▶ [TASK TO COMPLETE] Retype each line of the listing below, word for word.

▶ [DATA FOR ANALYSIS]
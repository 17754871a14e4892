//! Node selection for inbound requests.

use std::sync::atomic::{AtomicU64, Ordering};
use std::sync::Arc;

use thiserror::Error;

use crate::registry::{NodeRecord, NodeRegistry};

/// Errors from node selection.
#[derive(Debug, Error)]
pub enum RouterError {
    #[error("no healthy runtimes available")]
    NoHealthyRuntime,
}

/// Ephemeral result of a routing decision.
#[derive(Debug, Clone)]
pub struct RouteDecision {
    pub node: NodeRecord,
}

/// Selects a node for a request.
///
/// Intentionally simple: health filter, optional model filter, round-robin
/// over a stable order. Extension points: tag-based routing, weighted load
/// balancing, latency-aware selection, capacity enforcement.
pub struct NodeRouter {
    registry: Arc<NodeRegistry>,
    rr_counter: AtomicU64,
}

impl NodeRouter {
    pub fn new(registry: Arc<NodeRegistry>) -> Self {
        Self {
            registry,
            rr_counter: AtomicU64::new(0),
        }
    }

    /// Pick one node by policy.
    ///
    /// The common dispatch path passes `require_model = false`, so the
    /// model name is only a hint for connectors, not a filter. Candidates
    /// are sorted by node id so round-robin order does not depend on map
    /// iteration order; the counter advances unconditionally, which means
    /// membership changes between calls can skip or repeat nodes.
    pub async fn choose_node(
        &self,
        model: Option<&str>,
        require_model: bool,
    ) -> Result<RouteDecision, RouterError> {
        let mut candidates: Vec<NodeRecord> = self
            .registry
            .list()
            .await
            .into_iter()
            .filter(|n| n.healthy)
            .collect();

        if require_model {
            if let Some(model) = model {
                candidates.retain(|n| n.has_model(model));
            }
        }

        if candidates.is_empty() {
            return Err(RouterError::NoHealthyRuntime);
        }

        candidates.sort_by(|a, b| a.node_id.cmp(&b.node_id));

        let counter = self.rr_counter.fetch_add(1, Ordering::Relaxed);
        let idx = (counter % candidates.len() as u64) as usize;
        Ok(RouteDecision {
            node: candidates.swap_remove(idx),
        })
    }
}

#[cfg(test)]
mod tests {
    use super::*;
    use crate::registry::ConnectorKind;

    fn node(id: &str, models: Vec<&str>, healthy: bool) -> NodeRecord {
        NodeRecord {
            models: models.into_iter().map(String::from).collect(),
            healthy,
            ..NodeRecord::new(id, ConnectorKind::RelayLink)
        }
    }

    async fn registry_with(nodes: Vec<NodeRecord>) -> Arc<NodeRegistry> {
        let registry = Arc::new(NodeRegistry::new());
        for n in nodes {
            registry.upsert(n).await;
        }
        registry
    }

    #[tokio::test]
    async fn test_no_nodes_fails() {
        let router = NodeRouter::new(Arc::new(NodeRegistry::new()));
        let result = router.choose_node(None, false).await;
        assert!(matches!(result, Err(RouterError::NoHealthyRuntime)));
    }

    #[tokio::test]
    async fn test_unhealthy_nodes_filtered() {
        let registry = registry_with(vec![node("a", vec!["m"], false)]).await;
        let router = NodeRouter::new(registry);
        let result = router.choose_node(Some("m"), false).await;
        assert!(matches!(result, Err(RouterError::NoHealthyRuntime)));
    }

    #[tokio::test]
    async fn test_round_robin_is_deterministic() {
        let registry =
            registry_with(vec![node("b", vec!["m"], true), node("a", vec!["m"], true)]).await;
        let router = NodeRouter::new(registry);

        // Stable node_id order, independent of insertion order.
        let mut picked = vec![];
        for _ in 0..4 {
            picked.push(router.choose_node(Some("m"), false).await.unwrap().node.node_id);
        }
        assert_eq!(picked, vec!["a", "b", "a", "b"]);
    }

    #[tokio::test]
    async fn test_each_node_visited_once_per_cycle() {
        let registry = registry_with(vec![
            node("n1", vec![], true),
            node("n2", vec![], true),
            node("n3", vec![], true),
        ])
        .await;
        let router = NodeRouter::new(registry);

        let mut seen = vec![];
        for _ in 0..3 {
            seen.push(router.choose_node(None, false).await.unwrap().node.node_id);
        }
        seen.sort();
        assert_eq!(seen, vec!["n1", "n2", "n3"]);
    }

    #[tokio::test]
    async fn test_require_model_filters_candidates() {
        let registry = registry_with(vec![
            node("a", vec!["llama3"], true),
            node("b", vec!["qwen"], true),
        ])
        .await;
        let router = NodeRouter::new(registry);

        for _ in 0..3 {
            let decision = router.choose_node(Some("qwen"), true).await.unwrap();
            assert_eq!(decision.node.node_id, "b");
        }
    }

    #[tokio::test]
    async fn test_require_model_with_no_match_fails() {
        let registry = registry_with(vec![node("a", vec!["llama3"], true)]).await;
        let router = NodeRouter::new(registry);
        let result = router.choose_node(Some("qwen"), true).await;
        assert!(matches!(result, Err(RouterError::NoHealthyRuntime)));
    }

    // The dispatch path deliberately passes require_model=false, so a node
    // that does not advertise the model is still eligible. This is the
    // documented default, not an accident.
    #[tokio::test]
    async fn test_chat_path_ignores_model_capability() {
        let registry = registry_with(vec![node("a", vec!["llama3"], true)]).await;
        let router = NodeRouter::new(registry);

        let decision = router.choose_node(Some("qwen"), false).await.unwrap();
        assert_eq!(decision.node.node_id, "a");
    }
}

▶ [YOUR RESPONSE]
repository 17754871a14e4892
//! Node selection for inbound requests.

use std::sync::atomic::{AtomicU64, Ordering};
use std::sync::Arc;

use thiserror::Error;

use crate::registry::{NodeRecord, NodeRegistry};

/// Errors from node selection.
#[derive(Debug, Error)]
pub enum RouterError {
    #[error("no healthy runtimes available")]
    NoHealthyRuntime,
}

/// Ephemeral result of a routing decision.
#[derive(Debug, Clone)]
pub struct RouteDecision {
    pub node: NodeRecord,
}

/// Selects a node for a request.
///
/// Intentionally simple: health filter, optional model filter, round-robin
/// over a stable order. Extension points: tag-based routing, weighted load
/// balancing, latency-aware selection, capacity enforcement.
pub struct NodeRouter {
    registry: Arc<NodeRegistry>,
    rr_counter: AtomicU64,
}

impl NodeRouter {
    pub fn new(registry: Arc<NodeRegistry>) -> Self {
        Self {
            registry,
            rr_counter: AtomicU64::new(0),
        }
    }

    /// Pick one node by policy.
    ///
    /// The common dispatch path passes `require_model = false`, so the
    /// model name is only a hint for connectors, not a filter. Candidates
    /// are sorted by node id so round-robin order does not depend on map
    /// iteration order; the counter advances unconditionally, which means
    /// membership changes between calls can skip or repeat nodes.
    pub async fn choose_node(
        &self,
        model: Option<&str>,
        require_model: bool,
    ) -> Result<RouteDecision, RouterError> {
        let mut candidates: Vec<NodeRecord> = self
            .registry
            .list()
            .await
            .into_iter()
            .filter(|n| n.healthy)
            .collect();

        if require_model {
            if let Some(model) = model {
                candidates.retain(|n| n.has_model(model));
            }
        }

        if candidates.is_empty() {
            return Err(RouterError::NoHealthyRuntime);
        }

        candidates.sort_by(|a, b| a.node_id.cmp(&b.node_id));

        let counter = self.rr_counter.fetch_add(1, Ordering::Relaxed);
        let idx = (counter % candidates.len() as u64) as usize;
        Ok(RouteDecision {
            node: candidates.swap_remove(idx),
        })
    }
}

#[cfg(test)]
mod tests {
    use super::*;
    use crate::registry::ConnectorKind;

    fn node(id: &str, models: Vec<&str>, healthy: bool) -> NodeRecord {
        NodeRecord {
            models: models.into_iter().map(String::from).collect(),
            healthy,
            ..NodeRecord::new(id, ConnectorKind::RelayLink)
        }
    }

    async fn registry_with(nodes: Vec<NodeRecord>) -> Arc<NodeRegistry> {
        let registry = Arc::new(NodeRegistry::new());
        for n in nodes {
            registry.upsert(n).await;
        }
        registry
    }

    #[tokio::test]
    async fn test_no_nodes_fails() {
        let router = NodeRouter::new(Arc::new(NodeRegistry::new()));
        let result = router.choose_node(None, false).await;
        assert!(matches!(result, Err(RouterError::NoHealthyRuntime)));
    }

    #[tokio::test]
    async fn test_unhealthy_nodes_filtered() {
        let registry = registry_with(vec![node("a", vec!["m"], false)]).await;
        let router = NodeRouter::new(registry);
        let result = router.choose_node(Some("m"), false).await;
        assert!(matches!(result, Err(RouterError::NoHealthyRuntime)));
    }

    #[tokio::test]
    async fn test_round_robin_is_deterministic() {
        let registry =
            registry_with(vec![node("b", vec!["m"], true), node("a", vec!["m"], true)]).await;
        let router = NodeRouter::new(registry);

        // Stable node_id order, independent of insertion order.
        let mut picked = vec![];
        for _ in 0..4 {
            picked.push(router.choose_node(Some("m"), false).await.unwrap().node.node_id);
        }
        assert_eq!(picked, vec!["a", "b", "a", "b"]);
    }

    #[tokio::test]
    async fn test_each_node_visited_once_per_cycle() {
        let registry = registry_with(vec![
            node("n1", vec![], true),
            node("n2", vec![], true),
            node("n3", vec![], true),
        ])
        .await;
        let router = NodeRouter::new(registry);

        let mut seen = vec![];
        for _ in 0..3 {
            seen.push(router.choose_node(None, false).await.unwrap().node.node_id);
        }
        seen.sort();
        assert_eq!(seen, vec!["n1", "n2", "n3"]);
    }

    #[tokio::test]
    async fn test_require_model_filters_candidates() {
        let registry = registry_with(vec![
            node("a", vec!["llama3"], true),
            node("b", vec!["qwen"], true),
        ])
        .await;
        let router = NodeRouter::new(registry);

        for _ in 0..3 {
            let decision = router.choose_node(Some("qwen"), true).await.unwrap();
            assert_eq!(decision.node.node_id, "b");
        }
    }

    #[tokio::test]
    async fn test_require_model_with_no_match_fails() {
        let registry = registry_with(vec![node("a", vec!["llama3"], true)]).await;
        let router = NodeRouter::new(registry);
        let result = router.choose_node(Some("qwen"), true).await;
        assert!(matches!(result, Err(RouterError::NoHealthyRuntime)));
    }

    // The dispatch path deliberately passes require_model=false, so a node
    // that does not advertise the model is still eligible. This is the
    // documented default, not an accident.
    #[tokio::test]
    async fn test_chat_path_ignores_model_capability() {
        let registry = registry_with(vec![node("a", vec!["llama3"], true)]).await;
        let router = NodeRouter::new(registry);

        let decision = router.choose_node(Some("qwen"), false).await.unwrap();
        assert_eq!(decision.node.node_id, "a");
    }
}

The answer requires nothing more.